Not everything is so rosy, however. The argument, of course, is that 2022 was a once-in-a-generation year, and the normalized numbers will be much lower. The other argument is that the company hasn't generated anywhere near $860 million in cash and hasn't yet returned meaningful capital to shareholders.

Company fundamentals

The company has set an adjusted EBITDA target of $270-300 million for 2023. But how can EBITDA be less than US$300 million given that prices are holding up relatively well (over US$2 per pound of silicon in Europe), the reopening of European customers and inventory destocking, US$130 million of EBITDA in Q4 and higher than originally planned cost savings. Cost savings alone will be $225 million in 2023.

Indeed, the company did not answer any of the questions about the seemingly impossibly low EBITDA for 2023. This suggests that Q1 EBITDA will indeed be low. According to analysts, even only maybe $75-80 million.

I was also intrigued by another thought - if we take the midpoint of the outlook as the actual number for this year . At an enterprise value of $1.15 billion, the company is only behind 4x. This valuation doesn't take into account another important thing about this company: that this company has $705 million tied up in working capital. After deducting it, the company is trading at barely 1X EBITDA.

The company expects to release about $100 million of that capital (mostly inventory) this quarter. Combine that with the $323 million of cash that is already on the balance sheet, and the company will be in a pretty good position to pay off its bonds that mature in July, which the company has already tried to buy. Once those bonds are called, the company will be able to return cash to shareholders.


The biggest risks to this company are volume and price. We are still at healthy levels for all of their refined products. If prices were to fall while volume was weak, it would obviously hurt margins. And that's not all.

Fluctuations in metal raw material prices: Ferroglobe needs metal raw materials such as silicon and aluminium for its production. These raw materials are price volatile and could affect the company's production costs and profitability if prices rise significantly. Exactly as I mentioned.

Demand for alloys: The demand for these products is heavily dependent on the demand for steel and other metals used in industrial production.
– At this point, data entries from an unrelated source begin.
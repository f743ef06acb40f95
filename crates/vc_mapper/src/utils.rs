//! Hash containers with a fixed hash state.
//!
//! `FixedHashState` based on `foldhash` crate,
//! provide stable hash results through a fixed hash seed.

use core::any::TypeId;
use core::fmt::Debug;
use core::hash::BuildHasher;

use foldhash::fast::{FixedState, FoldHasher};

// -----------------------------------------------------------------------------
// FixedHashState

/// A fixed hash seed.
const FIXED_HASH_STATE: FixedState = FixedState::with_seed(0x95EE04C4F326B271);

/// A fixed hasher provided hash results that only related on the input.
pub type FixedHasher = FoldHasher<'static>;

/// Fixed Hash State based upon a random but fixed seed.
///
/// # Examples
///
/// ```
/// use core::hash::{BuildHasher, Hash, Hasher};
/// use vc_mapper::utils::FixedHashState;
///
/// let mut a = FixedHashState.build_hasher();
/// let mut b = FixedHashState.build_hasher();
/// "path".hash(&mut a);
/// "path".hash(&mut b);
/// assert_eq!(a.finish(), b.finish());
/// ```
#[derive(Copy, Clone, Default, Debug)]
pub struct FixedHashState;

impl BuildHasher for FixedHashState {
    type Hasher = FixedHasher;

    #[inline(always)]
    fn build_hasher(&self) -> Self::Hasher {
        FIXED_HASH_STATE.build_hasher()
    }
}

/// A [`hashbrown::HashMap`] with [`FixedHashState`].
pub type HashMap<K, V> = hashbrown::HashMap<K, V, FixedHashState>;

/// A [`hashbrown::HashSet`] with [`FixedHashState`].
pub type HashSet<K> = hashbrown::HashSet<K, FixedHashState>;

// -----------------------------------------------------------------------------
// TypeIdMap

/// A specialized map container with [`TypeId`] as the fixed key type.
///
/// Used by every process-wide cache of this crate.
pub struct TypeIdMap<V>(HashMap<TypeId, V>);

impl<V> TypeIdMap<V> {
    /// Creates an empty `TypeIdMap`.
    #[inline]
    pub const fn new() -> Self {
        Self(HashMap::with_hasher(FixedHashState))
    }

    /// Returns a reference to the value corresponding to the key.
    #[inline]
    pub fn get(&self, key: &TypeId) -> Option<&V> {
        self.0.get(key)
    }

    /// Returns `true` if the map contains a value for the specified key.
    #[inline]
    pub fn contains(&self, key: &TypeId) -> bool {
        self.0.contains_key(key)
    }

    /// Inserts a key-value pair, returning the old value if present.
    #[inline]
    pub fn insert(&mut self, key: TypeId, value: V) -> Option<V> {
        self.0.insert(key, value)
    }

    /// Inserts the value created by `f` only if the key is absent.
    ///
    /// - Returns `true` if the key was not present and the value was inserted.
    /// - Returns `false` and leaves the map untouched otherwise.
    #[inline]
    pub fn try_insert(&mut self, key: TypeId, f: impl FnOnce() -> V) -> bool {
        use hashbrown::hash_map::Entry;
        match self.0.entry(key) {
            Entry::Occupied(_) => false,
            Entry::Vacant(entry) => {
                entry.insert(f());
                true
            }
        }
    }

    /// Returns the value of the key, inserting the value created by `f`
    /// first if the key is absent.
    ///
    /// An existing value always wins.
    #[inline]
    pub fn get_or_insert(&mut self, key: TypeId, f: impl FnOnce() -> V) -> &V {
        self.0.entry(key).or_insert_with(f)
    }

    #[inline]
    pub fn len(&self) -> usize {
        self.0.len()
    }

    #[inline]
    pub fn is_empty(&self) -> bool {
        self.0.is_empty()
    }

    #[inline]
    pub fn values(&self) -> impl ExactSizeIterator<Item = &V> {
        self.0.values()
    }
}

impl<V> Default for TypeIdMap<V> {
    #[inline]
    fn default() -> Self {
        Self::new()
    }
}

impl<V: Debug> Debug for TypeIdMap<V> {
    fn fmt(&self, f: &mut core::fmt::Formatter<'_>) -> core::fmt::Result {
        f.debug_map().entries(self.0.iter()).finish()
    }
}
A drop in demand could have a negative impact on Ferroglobe's sales and results.

Competition: Ferroglobe operates in a competitive industry and has to deal with competition from other producers.

Changes in regulation: Ferroglobe must comply with various regulatory requirements relating to environmental protection and working conditions. Changes in these regulations may adversely affect the Company's performance.

Market Losses: Ferroglobe seeks to expand its product portfolio and develop new technologies, but unsuccessful projects or market losses could have a negative impact on the company's profitability.

After a quick DD, I agree with most other analysts. The company may be a bit unable to gauge its potential and management seems a bit uncertain. Even if that is the case, the company is in a strong liquidity position and the valuation is so low that any good news should hopefully be growth oriented.

Analyst estimates are very positive. I would go so far as to say unrealistic. Source

Disclaimer: This is in no way an investment recommendation. This is purely my summary and analysis based on data from the internet and other sources. Investing in the financial markets is risky and everyone should invest based on their own decisions. I am just an amateur sharing my opinions.